##### GIVEN RECORDS #####
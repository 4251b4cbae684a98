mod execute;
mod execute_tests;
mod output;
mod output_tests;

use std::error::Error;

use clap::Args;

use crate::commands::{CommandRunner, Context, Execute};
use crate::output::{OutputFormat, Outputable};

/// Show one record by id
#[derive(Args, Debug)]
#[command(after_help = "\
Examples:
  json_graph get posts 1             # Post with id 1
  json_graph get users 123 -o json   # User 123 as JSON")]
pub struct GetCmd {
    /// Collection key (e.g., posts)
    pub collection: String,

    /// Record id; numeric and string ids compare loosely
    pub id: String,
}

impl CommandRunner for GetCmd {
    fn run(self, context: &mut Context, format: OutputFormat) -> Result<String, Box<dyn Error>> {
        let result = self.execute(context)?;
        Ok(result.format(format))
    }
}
#####
##### GIVEN RECORDS #####
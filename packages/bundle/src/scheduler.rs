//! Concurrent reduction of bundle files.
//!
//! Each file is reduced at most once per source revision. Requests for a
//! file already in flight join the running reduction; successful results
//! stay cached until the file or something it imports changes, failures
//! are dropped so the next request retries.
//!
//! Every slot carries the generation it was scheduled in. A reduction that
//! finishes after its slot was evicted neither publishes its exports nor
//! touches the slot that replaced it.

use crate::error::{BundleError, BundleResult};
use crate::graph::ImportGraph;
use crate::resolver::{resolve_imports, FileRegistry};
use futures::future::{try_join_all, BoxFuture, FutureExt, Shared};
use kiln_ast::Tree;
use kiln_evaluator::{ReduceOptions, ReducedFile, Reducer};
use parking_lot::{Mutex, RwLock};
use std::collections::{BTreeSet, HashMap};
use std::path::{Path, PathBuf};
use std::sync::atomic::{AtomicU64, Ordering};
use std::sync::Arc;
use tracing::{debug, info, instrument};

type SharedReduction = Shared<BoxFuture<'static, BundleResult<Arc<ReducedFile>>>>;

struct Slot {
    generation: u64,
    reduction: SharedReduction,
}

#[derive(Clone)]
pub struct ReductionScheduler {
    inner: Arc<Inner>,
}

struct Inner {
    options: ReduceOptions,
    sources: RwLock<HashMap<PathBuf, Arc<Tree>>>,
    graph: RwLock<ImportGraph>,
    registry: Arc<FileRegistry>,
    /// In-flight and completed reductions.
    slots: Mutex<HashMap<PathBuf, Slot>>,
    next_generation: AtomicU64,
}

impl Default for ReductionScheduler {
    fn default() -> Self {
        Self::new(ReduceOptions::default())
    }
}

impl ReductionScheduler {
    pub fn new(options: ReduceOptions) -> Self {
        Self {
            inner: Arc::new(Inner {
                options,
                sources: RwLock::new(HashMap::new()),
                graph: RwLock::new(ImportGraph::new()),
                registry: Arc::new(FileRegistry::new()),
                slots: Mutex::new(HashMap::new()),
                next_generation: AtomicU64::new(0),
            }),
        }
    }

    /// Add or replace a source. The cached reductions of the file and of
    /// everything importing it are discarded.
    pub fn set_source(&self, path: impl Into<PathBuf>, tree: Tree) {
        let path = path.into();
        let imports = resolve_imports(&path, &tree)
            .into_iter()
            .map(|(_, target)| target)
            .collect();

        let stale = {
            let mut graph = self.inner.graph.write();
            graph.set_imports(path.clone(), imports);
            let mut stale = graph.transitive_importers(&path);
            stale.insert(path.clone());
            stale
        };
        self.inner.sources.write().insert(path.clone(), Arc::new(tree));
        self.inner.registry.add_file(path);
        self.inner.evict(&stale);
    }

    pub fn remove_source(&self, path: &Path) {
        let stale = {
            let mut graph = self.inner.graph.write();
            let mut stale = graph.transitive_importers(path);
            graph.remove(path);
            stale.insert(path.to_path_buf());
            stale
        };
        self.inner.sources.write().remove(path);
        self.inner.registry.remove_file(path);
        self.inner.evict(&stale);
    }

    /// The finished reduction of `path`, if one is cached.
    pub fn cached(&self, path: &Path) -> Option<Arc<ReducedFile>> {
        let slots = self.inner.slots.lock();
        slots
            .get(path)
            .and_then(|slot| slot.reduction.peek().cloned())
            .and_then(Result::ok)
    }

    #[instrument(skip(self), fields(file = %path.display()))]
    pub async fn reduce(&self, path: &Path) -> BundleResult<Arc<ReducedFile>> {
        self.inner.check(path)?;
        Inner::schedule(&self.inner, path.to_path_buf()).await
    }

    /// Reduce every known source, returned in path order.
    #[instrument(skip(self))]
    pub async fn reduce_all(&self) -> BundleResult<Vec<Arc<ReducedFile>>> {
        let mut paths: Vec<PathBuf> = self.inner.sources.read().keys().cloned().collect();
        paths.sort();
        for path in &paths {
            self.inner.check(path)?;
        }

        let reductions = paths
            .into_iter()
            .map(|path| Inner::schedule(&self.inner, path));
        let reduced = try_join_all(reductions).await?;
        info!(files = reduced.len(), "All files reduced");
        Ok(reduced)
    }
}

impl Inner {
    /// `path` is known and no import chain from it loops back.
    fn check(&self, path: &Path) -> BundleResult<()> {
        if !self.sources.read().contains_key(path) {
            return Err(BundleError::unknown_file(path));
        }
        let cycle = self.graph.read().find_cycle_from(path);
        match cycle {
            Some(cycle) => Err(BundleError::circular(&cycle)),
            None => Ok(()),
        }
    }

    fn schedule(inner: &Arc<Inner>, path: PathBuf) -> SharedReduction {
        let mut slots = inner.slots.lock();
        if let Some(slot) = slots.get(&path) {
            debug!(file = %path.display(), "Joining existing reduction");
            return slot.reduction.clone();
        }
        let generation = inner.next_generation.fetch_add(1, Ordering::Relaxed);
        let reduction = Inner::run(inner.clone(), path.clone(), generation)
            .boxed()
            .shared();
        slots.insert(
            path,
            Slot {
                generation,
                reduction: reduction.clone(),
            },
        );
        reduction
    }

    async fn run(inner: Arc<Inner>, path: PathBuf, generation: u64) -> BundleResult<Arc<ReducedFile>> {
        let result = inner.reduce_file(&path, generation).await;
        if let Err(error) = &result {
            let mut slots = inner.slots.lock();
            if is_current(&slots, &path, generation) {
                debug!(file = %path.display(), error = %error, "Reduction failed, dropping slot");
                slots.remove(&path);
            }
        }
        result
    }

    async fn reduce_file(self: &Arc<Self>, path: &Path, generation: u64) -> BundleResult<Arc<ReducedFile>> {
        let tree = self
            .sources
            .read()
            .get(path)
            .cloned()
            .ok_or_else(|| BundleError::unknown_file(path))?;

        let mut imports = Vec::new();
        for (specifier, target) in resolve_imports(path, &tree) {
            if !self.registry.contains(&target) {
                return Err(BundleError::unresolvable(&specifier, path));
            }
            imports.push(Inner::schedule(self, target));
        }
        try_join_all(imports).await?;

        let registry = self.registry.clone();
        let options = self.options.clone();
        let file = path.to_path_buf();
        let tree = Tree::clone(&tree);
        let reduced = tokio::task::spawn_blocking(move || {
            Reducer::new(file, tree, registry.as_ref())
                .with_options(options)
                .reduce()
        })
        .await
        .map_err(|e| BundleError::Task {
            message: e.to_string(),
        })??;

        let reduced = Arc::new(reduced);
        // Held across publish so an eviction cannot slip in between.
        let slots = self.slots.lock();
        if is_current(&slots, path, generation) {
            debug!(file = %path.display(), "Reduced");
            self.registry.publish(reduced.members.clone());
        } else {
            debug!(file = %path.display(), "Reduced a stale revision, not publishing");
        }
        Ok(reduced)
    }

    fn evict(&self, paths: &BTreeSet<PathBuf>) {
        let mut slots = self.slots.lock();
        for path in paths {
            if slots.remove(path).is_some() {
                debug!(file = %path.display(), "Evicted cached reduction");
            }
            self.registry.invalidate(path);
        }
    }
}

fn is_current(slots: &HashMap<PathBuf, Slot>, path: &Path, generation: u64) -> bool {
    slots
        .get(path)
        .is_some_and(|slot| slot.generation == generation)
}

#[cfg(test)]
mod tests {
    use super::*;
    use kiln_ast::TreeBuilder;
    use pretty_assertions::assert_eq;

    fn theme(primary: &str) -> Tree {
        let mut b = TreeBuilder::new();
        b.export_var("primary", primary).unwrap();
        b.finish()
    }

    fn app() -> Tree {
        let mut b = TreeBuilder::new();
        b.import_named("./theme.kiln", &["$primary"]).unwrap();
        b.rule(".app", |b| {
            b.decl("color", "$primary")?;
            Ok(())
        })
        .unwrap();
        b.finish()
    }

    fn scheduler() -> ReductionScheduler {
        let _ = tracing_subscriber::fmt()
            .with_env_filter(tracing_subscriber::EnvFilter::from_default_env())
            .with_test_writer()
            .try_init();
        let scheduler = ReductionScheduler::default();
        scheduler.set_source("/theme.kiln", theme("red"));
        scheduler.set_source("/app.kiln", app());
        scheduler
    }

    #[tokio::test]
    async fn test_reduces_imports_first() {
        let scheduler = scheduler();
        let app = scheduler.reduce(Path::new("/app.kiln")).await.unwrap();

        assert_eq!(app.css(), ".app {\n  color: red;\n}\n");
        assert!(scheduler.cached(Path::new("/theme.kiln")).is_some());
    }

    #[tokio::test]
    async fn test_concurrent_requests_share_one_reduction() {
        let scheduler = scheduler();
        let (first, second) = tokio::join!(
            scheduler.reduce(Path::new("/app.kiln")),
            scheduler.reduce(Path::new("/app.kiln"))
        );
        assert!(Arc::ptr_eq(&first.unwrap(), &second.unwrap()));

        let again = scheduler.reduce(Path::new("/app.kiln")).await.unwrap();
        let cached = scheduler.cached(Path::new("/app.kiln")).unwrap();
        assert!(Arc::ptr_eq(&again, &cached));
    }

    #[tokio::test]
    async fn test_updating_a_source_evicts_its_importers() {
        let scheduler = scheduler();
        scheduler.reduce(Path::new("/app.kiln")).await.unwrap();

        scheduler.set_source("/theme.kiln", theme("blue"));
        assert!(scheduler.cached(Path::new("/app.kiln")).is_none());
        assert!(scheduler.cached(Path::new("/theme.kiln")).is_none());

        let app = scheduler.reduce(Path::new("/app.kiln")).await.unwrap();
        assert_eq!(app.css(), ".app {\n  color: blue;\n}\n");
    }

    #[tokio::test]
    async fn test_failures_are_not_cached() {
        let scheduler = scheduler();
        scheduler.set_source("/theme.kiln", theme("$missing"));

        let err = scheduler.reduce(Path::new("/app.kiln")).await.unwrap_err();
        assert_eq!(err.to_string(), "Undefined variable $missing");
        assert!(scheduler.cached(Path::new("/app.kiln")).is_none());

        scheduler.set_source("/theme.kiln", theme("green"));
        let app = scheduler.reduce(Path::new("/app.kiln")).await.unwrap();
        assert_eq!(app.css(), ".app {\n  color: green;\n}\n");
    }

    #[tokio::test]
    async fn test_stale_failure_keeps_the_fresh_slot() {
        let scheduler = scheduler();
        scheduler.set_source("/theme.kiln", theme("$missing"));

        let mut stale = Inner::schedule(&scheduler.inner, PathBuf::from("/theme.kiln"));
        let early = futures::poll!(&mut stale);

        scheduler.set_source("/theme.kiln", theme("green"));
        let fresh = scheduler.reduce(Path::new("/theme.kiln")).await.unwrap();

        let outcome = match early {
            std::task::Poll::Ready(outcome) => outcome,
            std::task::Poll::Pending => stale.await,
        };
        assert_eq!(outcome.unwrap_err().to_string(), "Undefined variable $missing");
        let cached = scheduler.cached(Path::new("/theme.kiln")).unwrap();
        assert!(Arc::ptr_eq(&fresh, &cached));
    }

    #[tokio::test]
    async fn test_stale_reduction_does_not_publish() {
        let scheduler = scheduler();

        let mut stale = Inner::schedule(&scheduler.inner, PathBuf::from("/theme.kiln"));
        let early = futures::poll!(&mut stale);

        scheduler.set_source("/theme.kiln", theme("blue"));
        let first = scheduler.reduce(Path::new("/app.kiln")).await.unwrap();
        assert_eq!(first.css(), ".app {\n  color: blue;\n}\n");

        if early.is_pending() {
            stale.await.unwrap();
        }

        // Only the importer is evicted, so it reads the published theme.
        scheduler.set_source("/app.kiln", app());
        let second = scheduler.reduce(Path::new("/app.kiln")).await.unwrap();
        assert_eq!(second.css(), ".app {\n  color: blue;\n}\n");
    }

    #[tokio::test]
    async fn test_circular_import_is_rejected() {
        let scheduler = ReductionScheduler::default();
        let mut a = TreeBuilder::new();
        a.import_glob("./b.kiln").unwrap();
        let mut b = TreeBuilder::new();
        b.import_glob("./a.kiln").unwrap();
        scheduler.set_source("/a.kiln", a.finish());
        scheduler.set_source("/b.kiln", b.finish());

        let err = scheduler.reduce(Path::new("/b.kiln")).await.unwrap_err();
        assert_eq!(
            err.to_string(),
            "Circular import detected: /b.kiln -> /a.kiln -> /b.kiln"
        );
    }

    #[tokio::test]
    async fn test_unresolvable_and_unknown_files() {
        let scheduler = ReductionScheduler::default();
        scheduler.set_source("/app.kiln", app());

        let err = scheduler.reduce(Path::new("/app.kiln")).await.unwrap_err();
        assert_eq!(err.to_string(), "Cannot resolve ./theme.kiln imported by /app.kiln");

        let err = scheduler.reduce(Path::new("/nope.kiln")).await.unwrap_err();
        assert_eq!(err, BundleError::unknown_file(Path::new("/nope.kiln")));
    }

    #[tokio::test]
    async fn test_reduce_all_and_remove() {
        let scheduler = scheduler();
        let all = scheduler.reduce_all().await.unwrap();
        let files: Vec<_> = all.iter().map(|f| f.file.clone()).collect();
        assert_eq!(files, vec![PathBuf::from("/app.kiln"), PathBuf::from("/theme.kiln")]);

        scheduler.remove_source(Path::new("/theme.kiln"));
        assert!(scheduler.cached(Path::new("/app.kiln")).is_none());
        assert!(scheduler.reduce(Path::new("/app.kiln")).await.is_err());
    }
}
#####
##### GIVEN RECORDS #####
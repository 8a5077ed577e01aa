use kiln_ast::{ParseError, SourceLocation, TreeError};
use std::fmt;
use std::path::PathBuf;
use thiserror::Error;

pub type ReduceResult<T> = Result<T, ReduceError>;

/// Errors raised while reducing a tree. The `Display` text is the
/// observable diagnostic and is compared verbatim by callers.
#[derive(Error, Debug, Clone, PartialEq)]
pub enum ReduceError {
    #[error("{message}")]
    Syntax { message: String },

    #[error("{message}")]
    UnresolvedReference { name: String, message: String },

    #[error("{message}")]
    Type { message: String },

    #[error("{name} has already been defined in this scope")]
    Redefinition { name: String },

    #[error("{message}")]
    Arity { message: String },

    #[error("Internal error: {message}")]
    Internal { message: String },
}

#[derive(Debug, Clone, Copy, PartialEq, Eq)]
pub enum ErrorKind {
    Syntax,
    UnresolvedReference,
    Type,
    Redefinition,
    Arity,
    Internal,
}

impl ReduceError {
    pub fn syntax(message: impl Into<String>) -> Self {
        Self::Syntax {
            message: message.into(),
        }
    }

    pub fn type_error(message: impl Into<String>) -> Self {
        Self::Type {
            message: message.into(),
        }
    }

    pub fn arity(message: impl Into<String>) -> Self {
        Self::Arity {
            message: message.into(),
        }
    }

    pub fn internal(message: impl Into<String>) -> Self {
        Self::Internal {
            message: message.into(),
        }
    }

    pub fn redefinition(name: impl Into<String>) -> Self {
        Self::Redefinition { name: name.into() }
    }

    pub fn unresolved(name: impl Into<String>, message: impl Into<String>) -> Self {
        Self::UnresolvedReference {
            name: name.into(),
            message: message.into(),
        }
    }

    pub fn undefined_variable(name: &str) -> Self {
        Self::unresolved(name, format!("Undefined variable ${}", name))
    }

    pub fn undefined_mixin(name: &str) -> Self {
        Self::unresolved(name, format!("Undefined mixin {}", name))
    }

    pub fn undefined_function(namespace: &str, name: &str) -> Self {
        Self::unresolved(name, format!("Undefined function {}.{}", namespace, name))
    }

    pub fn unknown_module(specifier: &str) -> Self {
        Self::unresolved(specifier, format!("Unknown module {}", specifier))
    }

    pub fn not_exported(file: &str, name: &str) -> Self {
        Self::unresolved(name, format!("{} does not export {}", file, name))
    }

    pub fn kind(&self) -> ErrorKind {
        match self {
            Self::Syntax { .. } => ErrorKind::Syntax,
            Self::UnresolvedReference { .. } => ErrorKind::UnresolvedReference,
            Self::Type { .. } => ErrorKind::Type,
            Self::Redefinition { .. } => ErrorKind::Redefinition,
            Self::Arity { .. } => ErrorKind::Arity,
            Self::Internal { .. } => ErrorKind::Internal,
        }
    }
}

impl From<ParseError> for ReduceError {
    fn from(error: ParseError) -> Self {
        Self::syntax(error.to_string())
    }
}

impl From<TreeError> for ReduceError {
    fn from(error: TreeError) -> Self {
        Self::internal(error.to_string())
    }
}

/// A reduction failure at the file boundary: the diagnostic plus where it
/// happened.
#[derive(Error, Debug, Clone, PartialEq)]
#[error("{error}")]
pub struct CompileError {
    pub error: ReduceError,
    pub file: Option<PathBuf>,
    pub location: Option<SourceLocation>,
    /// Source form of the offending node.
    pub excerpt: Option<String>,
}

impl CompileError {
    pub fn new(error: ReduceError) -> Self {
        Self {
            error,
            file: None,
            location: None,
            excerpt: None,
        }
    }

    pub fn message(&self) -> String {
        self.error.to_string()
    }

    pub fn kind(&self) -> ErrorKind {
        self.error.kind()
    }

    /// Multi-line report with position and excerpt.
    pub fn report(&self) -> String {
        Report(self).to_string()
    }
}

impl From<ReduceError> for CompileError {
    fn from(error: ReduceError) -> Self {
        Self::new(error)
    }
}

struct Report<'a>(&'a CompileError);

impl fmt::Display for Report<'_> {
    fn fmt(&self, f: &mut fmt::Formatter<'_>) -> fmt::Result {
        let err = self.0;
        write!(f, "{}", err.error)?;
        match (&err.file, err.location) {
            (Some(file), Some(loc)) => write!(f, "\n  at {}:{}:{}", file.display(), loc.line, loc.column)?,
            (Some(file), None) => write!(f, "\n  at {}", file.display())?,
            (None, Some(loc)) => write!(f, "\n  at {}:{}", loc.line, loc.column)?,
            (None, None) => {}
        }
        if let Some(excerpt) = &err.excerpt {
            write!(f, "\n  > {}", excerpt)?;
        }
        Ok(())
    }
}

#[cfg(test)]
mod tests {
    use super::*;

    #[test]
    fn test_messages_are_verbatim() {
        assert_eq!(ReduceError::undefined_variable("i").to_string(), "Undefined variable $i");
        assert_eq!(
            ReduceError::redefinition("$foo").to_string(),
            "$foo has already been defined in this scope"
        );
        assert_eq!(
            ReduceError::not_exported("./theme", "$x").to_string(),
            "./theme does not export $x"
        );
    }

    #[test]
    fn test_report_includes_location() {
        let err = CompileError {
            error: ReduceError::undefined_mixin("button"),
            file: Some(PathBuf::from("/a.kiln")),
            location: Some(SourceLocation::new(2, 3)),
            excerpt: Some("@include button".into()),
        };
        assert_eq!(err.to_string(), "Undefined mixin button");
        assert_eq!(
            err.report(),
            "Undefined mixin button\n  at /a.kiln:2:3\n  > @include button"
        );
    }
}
#####
* [PROBLEM TO SOLVE]: The required output is a copy of each line in the records where the string "Mutex" occurs.

* [SOLUTION FOR THIS PROBLEM]:
use parking_lot::{Mutex, RwLock};
    slots: Mutex<HashMap<PathBuf, Slot>>,
                slots: Mutex::new(HashMap::new()),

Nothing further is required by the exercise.